Open MPI logo

Open MPI User's Mailing List Archives

  |   Home   |   Support   |   FAQ   |   all Open MPI User's mailing list

Subject: [OMPI users] ompi-restart issue : ompi-restart doesn't work across nodes - possible installation problem or environment setting problem??
From: arun dhakne (arundhakne_at_[hidden])
Date: 2008-10-06 15:55:27


Hi all,

This is the procedure i have followed to install openmpi. Is there
some installation or environment setting problem in here?
an openmpi program with 4 process is run across 2 dual-core intel
machines, with 2 processes running on each of the machine.

ompi-checkpoint is successful but ompi-restart fails with following error

$:> ompi-restart ompi_global_snapshot_6045.ckpt
--------------------------------------------------------------------------
mpirun noticed that process rank 0 with PID 6372 on node
acl-cadi-pentd-1.cse.buffalo.edu exited on signal 11 (Segmentation
fault).
--------------------------------------------------------------------------

Open-mpi installation steps:
./configure --prefix=/home/csgrad/audhakne/.openmpi --with-ft=cr
--with-blcr=/usr/lib64 --enable-debug
make
make install

export LD_LIBRARY_PATH=$HOME/.openmpi/lib/:$HOME/.openmpi/lib/openmpi:/usr/lib64
export PATH=$HOME/.openmpi/bin:$PATH

NOTE: blcr is installed as a module
$:> lsmod | grep blcr

blcr 117892 0
blcr_vmadump 58264 1 blcr
blcr_imports 46080 2 blcr,blcr_vmadump

Please let me know if there is problem with above procedure, thanks a
lot for your time.

Best.

---------- Forwarded message ----------
From: arun dhakne <arundhakne_at_[hidden]>
Date: Tue, Sep 30, 2008 at 12:52 AM
Subject: ompi-restart issue : ompi-restart doesn't work across nodes
To: Open MPI Users <users_at_[hidden]>

Hi all,

I had gone through some previous ompi-restart issues but i couldn't
find anything similar to this problem.

I have installed blcr, and configured open-mpi 'openmpi-1.3a1r19645'

i) If the sample mpi program say ( np 4 on single machine that is
without any hostfile )is ran and I try to checkpoint it, it happens
successfully and even ompi-restart works in this case.
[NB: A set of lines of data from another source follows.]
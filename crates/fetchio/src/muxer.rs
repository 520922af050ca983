//! External muxer (ffmpeg) driver.
//!
//! Segments are merged with the concat demuxer in stream-copy mode; when
//! that fails the merge is retried as a full H.264/AAC re-encode. Duration
//! probing goes through ffprobe. Both binaries must be on PATH at
//! construction time.

use std::path::{Path, PathBuf};
use std::process::Stdio;
use std::time::Duration;

use tokio::process::Command;
use tracing::{debug, error, info, warn};

use crate::error::DownloadError;

const CONCAT_FILE_NAME: &str = "concat_list.txt";
/// Wall-clock limit for the stream-copy merge.
const COPY_TIMEOUT: Duration = Duration::from_secs(600);
/// Wall-clock limit for the re-encode fallback.
const RE_ENCODE_TIMEOUT: Duration = Duration::from_secs(1800);
const PROBE_TIMEOUT: Duration = Duration::from_secs(30);

pub struct Muxer {
    ffmpeg: String,
    ffprobe: String,
    version: String,
}

impl Muxer {
    pub fn new() -> Result<Self, DownloadError> {
        Self::with_binaries("ffmpeg", "ffprobe")
    }

    pub fn with_binaries(ffmpeg: &str, ffprobe: &str) -> Result<Self, DownloadError> {
        let version = detect_version(ffmpeg).ok_or_else(|| DownloadError::Configuration {
            reason: format!("{ffmpeg} not found on PATH"),
        })?;
        info!(version = %version, "Muxer ready");
        Ok(Self {
            ffmpeg: ffmpeg.to_owned(),
            ffprobe: ffprobe.to_owned(),
            version,
        })
    }

    pub fn version(&self) -> &str {
        &self.version
    }

    /// Merge segment files into `output_file`.
    ///
    /// The concat manifest is written into `concat_dir` and removed again on
    /// every exit path.
    pub async fn merge(
        &self,
        segment_files: &[PathBuf],
        output_file: &Path,
        threads: u32,
        concat_dir: &Path,
        allow_re_encode: bool,
    ) -> Result<(), DownloadError> {
        if segment_files.is_empty() {
            return Err(DownloadError::muxer("no segment files provided"));
        }

        info!(
            segments = segment_files.len(),
            output = %output_file.display(),
            "Merging segments"
        );

        let concat_file = concat_dir.join(CONCAT_FILE_NAME);
        write_concat_manifest(segment_files, &concat_file).await?;

        let result = self
            .merge_with_manifest(&concat_file, output_file, threads, allow_re_encode)
            .await;

        match tokio::fs::remove_file(&concat_file).await {
            Ok(()) => debug!(path = %concat_file.display(), "Cleaned up concat manifest"),
            Err(e) => warn!(path = %concat_file.display(), error = %e, "Failed to remove concat manifest"),
        }

        result
    }

    async fn merge_with_manifest(
        &self,
        concat_file: &Path,
        output_file: &Path,
        threads: u32,
        allow_re_encode: bool,
    ) -> Result<(), DownloadError> {
        let threads = threads.to_string();
        let concat = concat_file.to_string_lossy().into_owned();
        let output = output_file.to_string_lossy().into_owned();

        // Stream copy first: no transcode, just container surgery plus the
        // ADTS-to-ASC bitstream filter AAC-in-TS audio needs inside MP4.
        let copy_args = [
            "-hide_banner",
            "-f",
            "concat",
            "-safe",
            "0",
            "-i",
            &concat,
            "-c",
            "copy",
            "-bsf:a",
            "aac_adtstoasc",
            "-threads",
            &threads,
            "-y",
            &output,
        ];

        if self.run_ffmpeg(&copy_args, COPY_TIMEOUT).await? && output_ok(output_file).await {
            info!(output = %output, "Merge successful (stream copy)");
            return Ok(());
        }

        if !allow_re_encode {
            return Err(DownloadError::muxer("stream-copy merge failed"));
        }

        info!("Copy mode failed, attempting re-encode");
        let encode_args = [
            "-hide_banner",
            "-f",
            "concat",
            "-safe",
            "0",
            "-i",
            &concat,
            "-c:v",
            "libx264",
            "-preset",
            "fast",
            "-crf",
            "23",
            "-c:a",
            "aac",
            "-b:a",
            "128k",
            "-threads",
            &threads,
            "-y",
            &output,
        ];

        if self.run_ffmpeg(&encode_args, RE_ENCODE_TIMEOUT).await? && output_ok(output_file).await
        {
            info!(output = %output, "Merge successful (re-encode)");
            return Ok(());
        }

        Err(DownloadError::muxer(
            "merge failed in both copy and re-encode modes",
        ))
    }

    /// Run ffmpeg with a wall-clock limit. Returns whether the process
    /// exited successfully; spawn failures are hard errors.
    async fn run_ffmpeg(&self, args: &[&str], timeout: Duration) -> Result<bool, DownloadError> {
        debug!(command = %format!("{} {}", self.ffmpeg, args.join(" ")), "Running muxer");

        let mut command = Command::new(&self.ffmpeg);
        command
            .args(args)
            .stdin(Stdio::null())
            .stdout(Stdio::piped())
            .stderr(Stdio::piped())
            .kill_on_drop(true);

        match tokio::time::timeout(timeout, command.output()).await {
            Err(_) => {
                error!(timeout_secs = timeout.as_secs(), "Muxer process timed out");
                Ok(false)
            }
            Ok(Err(e)) => Err(DownloadError::muxer(format!("failed to spawn ffmpeg: {e}"))),
            Ok(Ok(output)) => {
                if output.status.success() {
                    Ok(true)
                } else {
                    let stderr = String::from_utf8_lossy(&output.stderr);
                    let tail: String = stderr
                        .lines()
                        .rev()
                        .take(10)
                        .collect::<Vec<_>>()
                        .into_iter()
                        .rev()
                        .collect::<Vec<_>>()
                        .join("\n");
                    error!(code = ?output.status.code(), stderr_tail = %tail, "Muxer failed");
                    Ok(false)
                }
            }
        }
    }

    /// Media duration in whole seconds, or `None` when the probe fails.
    pub async fn probe_duration(&self, file: &Path) -> Option<u64> {
        let result = tokio::time::timeout(
            PROBE_TIMEOUT,
            Command::new(&self.ffprobe)
                .args([
                    "-v",
                    "error",
                    "-show_entries",
                    "format=duration",
                    "-of",
                    "default=noprint_wrappers=1:nokey=1",
                ])
                .arg(file)
                .stdin(Stdio::null())
                .stdout(Stdio::piped())
                .stderr(Stdio::piped())
                .kill_on_drop(true)
                .output(),
        )
        .await;

        let output = match result {
            Ok(Ok(output)) if output.status.success() => output,
            Ok(Ok(output)) => {
                debug!(code = ?output.status.code(), "ffprobe exited non-zero");
                return None;
            }
            Ok(Err(e)) => {
                warn!(error = %e, "Failed to spawn ffprobe");
                return None;
            }
            Err(_) => {
                warn!("ffprobe timed out");
                return None;
            }
        };

        let raw = String::from_utf8_lossy(&output.stdout);
        let seconds: f64 = raw.trim().parse().ok()?;
        (seconds > 0.0).then_some(seconds as u64)
    }
}

fn detect_version(path: &str) -> Option<String> {
    std::process::Command::new(path)
        .arg("-version")
        .stdin(Stdio::null())
        .stdout(Stdio::piped())
        .stderr(Stdio::null())
        .output()
        .ok()
        .and_then(|output| {
            String::from_utf8(output.stdout)
                .ok()
                .and_then(|s| s.lines().next().map(|l| l.to_string()))
        })
}

/// Write the concat demuxer manifest: one `file '<absolute path>'` line per
/// segment, in the order given. Single quotes are escaped as `'\''`.
pub async fn write_concat_manifest(
    segment_files: &[PathBuf],
    manifest_path: &Path,
) -> Result<(), DownloadError> {
    let mut contents = String::new();
    for segment in segment_files {
        let absolute = std::path::absolute(segment)?;
        let escaped = escape_concat_path(&absolute.to_string_lossy());
        contents.push_str(&format!("file '{escaped}'\n"));
    }
    tokio::fs::write(manifest_path, contents).await?;
    Ok(())
}

fn escape_concat_path(path: &str) -> String {
    path.replace('\'', "'\\''")
}

#[cfg(test)]
mod tests {
    use super::*;

    #[test]
    fn missing_binary_fails_construction() {
        let result = Muxer::with_binaries("definitely-not-an-ffmpeg-binary", "ffprobe");
        assert!(matches!(
            result,
            Err(DownloadError::Configuration { .. })
        ));
    }

    #[test]
    fn version_detection_handles_missing_binary() {
        assert!(detect_version("definitely-not-an-ffmpeg-binary").is_none());
    }

    #[test]
    fn quote_escaping_matches_concat_syntax() {
        assert_eq!(escape_concat_path("/tmp/plain.ts"), "/tmp/plain.ts");
        assert_eq!(
            escape_concat_path("/tmp/it's here.ts"),
            "/tmp/it'\\''s here.ts"
        );
    }

    #[tokio::test]
    async fn manifest_lists_segments_in_given_order() {
        let dir = tempfile::tempdir().unwrap();
        let segments: Vec<PathBuf> = (0..3)
            .map(|i| dir.path().join(format!("segment_{i:05}.ts")))
            .collect();

        let manifest = dir.path().join(CONCAT_FILE_NAME);
        write_concat_manifest(&segments, &manifest).await.unwrap();

        let contents = tokio::fs::read_to_string(&manifest).await.unwrap();
        let lines: Vec<&str> = contents.lines().collect();
        assert_eq!(lines.len(), 3);
        for (i, line) in lines.iter().enumerate() {
            assert!(line.starts_with("file '"));
            assert!(line.contains(&format!("segment_{i:05}.ts")));
        }
    }
}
ii) If the sample mpi program is ran across say 2 different nodes and
checkpoint happens successfully BUT ompi-restart throws following
error:

$ ompi-restart ompi_global_snapshot_7604.ckpt
--------------------------------------------------------------------------
mpirun noticed that process rank 3 with PID 9590 on node
acl-cadi-pentd-1.cse.buffalo.edu exited on signal 11 (Segmentation
fault).
--------------------------------------------------------------------------

Please let me know if more information is needed.

--
Thanks and Regards,
Arun U. Dhakne